▶ Task requirements:
The answer must be one number: the count of lines in the data below that include "mpsc".

▶ Dataset content:
....................

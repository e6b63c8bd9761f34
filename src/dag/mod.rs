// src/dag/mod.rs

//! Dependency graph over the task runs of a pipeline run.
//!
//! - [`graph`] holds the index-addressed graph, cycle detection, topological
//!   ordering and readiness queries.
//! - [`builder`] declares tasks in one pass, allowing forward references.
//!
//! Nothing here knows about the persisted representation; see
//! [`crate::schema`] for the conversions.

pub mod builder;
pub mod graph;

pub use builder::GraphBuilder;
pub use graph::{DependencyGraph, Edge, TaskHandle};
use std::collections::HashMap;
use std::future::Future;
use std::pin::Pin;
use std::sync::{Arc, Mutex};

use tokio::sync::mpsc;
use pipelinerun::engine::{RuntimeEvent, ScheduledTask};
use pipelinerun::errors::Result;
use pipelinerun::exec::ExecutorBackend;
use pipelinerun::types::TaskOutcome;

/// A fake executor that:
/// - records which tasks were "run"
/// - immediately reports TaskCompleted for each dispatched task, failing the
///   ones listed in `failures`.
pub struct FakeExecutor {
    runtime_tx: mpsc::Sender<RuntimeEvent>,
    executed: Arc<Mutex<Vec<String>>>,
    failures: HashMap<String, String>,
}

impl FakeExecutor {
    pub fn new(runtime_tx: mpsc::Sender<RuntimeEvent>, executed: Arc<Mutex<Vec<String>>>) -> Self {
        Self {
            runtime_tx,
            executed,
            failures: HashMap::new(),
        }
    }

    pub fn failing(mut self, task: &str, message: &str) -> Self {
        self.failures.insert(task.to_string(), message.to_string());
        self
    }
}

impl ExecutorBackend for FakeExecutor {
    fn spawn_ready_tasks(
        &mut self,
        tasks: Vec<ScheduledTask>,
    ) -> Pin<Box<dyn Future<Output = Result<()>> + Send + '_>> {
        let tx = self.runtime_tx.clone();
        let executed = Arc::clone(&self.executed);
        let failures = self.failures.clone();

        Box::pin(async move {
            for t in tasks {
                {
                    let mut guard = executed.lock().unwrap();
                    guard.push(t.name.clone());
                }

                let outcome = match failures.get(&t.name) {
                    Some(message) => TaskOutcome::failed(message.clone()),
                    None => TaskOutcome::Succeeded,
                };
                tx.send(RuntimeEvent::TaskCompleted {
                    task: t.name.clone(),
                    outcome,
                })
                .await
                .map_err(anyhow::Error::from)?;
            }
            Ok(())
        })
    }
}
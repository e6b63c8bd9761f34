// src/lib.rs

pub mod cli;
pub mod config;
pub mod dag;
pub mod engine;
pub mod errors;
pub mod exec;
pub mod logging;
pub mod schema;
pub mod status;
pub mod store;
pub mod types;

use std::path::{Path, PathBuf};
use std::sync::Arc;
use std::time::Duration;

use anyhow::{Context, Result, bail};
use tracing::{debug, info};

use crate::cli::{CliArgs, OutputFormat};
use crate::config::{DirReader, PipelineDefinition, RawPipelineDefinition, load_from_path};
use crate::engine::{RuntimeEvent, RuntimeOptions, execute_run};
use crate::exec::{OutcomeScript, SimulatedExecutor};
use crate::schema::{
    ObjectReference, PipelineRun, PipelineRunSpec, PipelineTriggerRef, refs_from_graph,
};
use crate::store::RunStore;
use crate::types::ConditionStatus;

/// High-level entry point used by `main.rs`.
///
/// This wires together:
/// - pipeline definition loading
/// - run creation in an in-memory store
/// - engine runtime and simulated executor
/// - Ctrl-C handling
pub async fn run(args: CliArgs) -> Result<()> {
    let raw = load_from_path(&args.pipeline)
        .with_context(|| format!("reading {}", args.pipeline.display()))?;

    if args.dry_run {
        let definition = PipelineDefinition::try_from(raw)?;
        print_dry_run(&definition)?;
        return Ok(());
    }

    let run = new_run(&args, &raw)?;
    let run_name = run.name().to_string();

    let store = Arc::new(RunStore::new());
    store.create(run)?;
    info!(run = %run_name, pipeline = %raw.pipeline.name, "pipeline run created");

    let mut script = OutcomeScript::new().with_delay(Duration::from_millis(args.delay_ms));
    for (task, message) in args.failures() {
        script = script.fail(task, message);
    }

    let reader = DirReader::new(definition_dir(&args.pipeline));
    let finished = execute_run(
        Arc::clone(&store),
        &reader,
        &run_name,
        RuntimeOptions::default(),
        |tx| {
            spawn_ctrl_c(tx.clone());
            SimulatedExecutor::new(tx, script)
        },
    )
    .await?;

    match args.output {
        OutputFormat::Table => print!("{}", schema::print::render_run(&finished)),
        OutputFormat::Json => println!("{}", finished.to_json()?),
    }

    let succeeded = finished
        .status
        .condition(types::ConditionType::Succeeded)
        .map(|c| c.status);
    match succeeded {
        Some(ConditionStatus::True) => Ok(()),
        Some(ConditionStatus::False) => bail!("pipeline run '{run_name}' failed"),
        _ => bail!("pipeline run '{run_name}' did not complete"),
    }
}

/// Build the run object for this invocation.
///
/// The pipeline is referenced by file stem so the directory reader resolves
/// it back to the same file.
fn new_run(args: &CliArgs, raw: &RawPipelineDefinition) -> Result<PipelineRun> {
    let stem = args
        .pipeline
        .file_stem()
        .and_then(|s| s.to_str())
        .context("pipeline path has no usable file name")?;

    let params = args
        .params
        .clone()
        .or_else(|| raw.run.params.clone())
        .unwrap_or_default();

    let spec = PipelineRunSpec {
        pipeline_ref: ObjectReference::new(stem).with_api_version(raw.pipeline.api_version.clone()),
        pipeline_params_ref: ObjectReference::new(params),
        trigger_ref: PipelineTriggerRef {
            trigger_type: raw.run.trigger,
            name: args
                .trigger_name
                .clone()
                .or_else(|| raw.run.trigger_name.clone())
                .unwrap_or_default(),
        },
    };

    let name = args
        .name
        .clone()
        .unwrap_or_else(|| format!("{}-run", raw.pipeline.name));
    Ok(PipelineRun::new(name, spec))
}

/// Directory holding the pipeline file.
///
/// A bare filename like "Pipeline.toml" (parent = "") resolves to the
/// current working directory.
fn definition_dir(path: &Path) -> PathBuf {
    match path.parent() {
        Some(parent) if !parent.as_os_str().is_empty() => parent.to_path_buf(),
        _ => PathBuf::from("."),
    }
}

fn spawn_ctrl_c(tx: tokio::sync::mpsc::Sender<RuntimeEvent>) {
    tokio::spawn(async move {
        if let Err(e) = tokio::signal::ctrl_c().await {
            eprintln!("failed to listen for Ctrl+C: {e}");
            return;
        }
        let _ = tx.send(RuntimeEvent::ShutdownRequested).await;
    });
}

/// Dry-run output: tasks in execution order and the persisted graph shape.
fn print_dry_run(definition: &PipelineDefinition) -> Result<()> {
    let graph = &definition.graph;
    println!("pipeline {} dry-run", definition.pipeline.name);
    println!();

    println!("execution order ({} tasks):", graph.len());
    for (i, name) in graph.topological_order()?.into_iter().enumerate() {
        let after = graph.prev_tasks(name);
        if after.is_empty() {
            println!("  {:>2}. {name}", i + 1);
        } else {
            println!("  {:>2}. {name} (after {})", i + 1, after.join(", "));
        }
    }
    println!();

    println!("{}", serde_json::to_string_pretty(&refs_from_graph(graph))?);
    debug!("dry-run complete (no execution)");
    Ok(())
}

....................

▶ Expected output:
4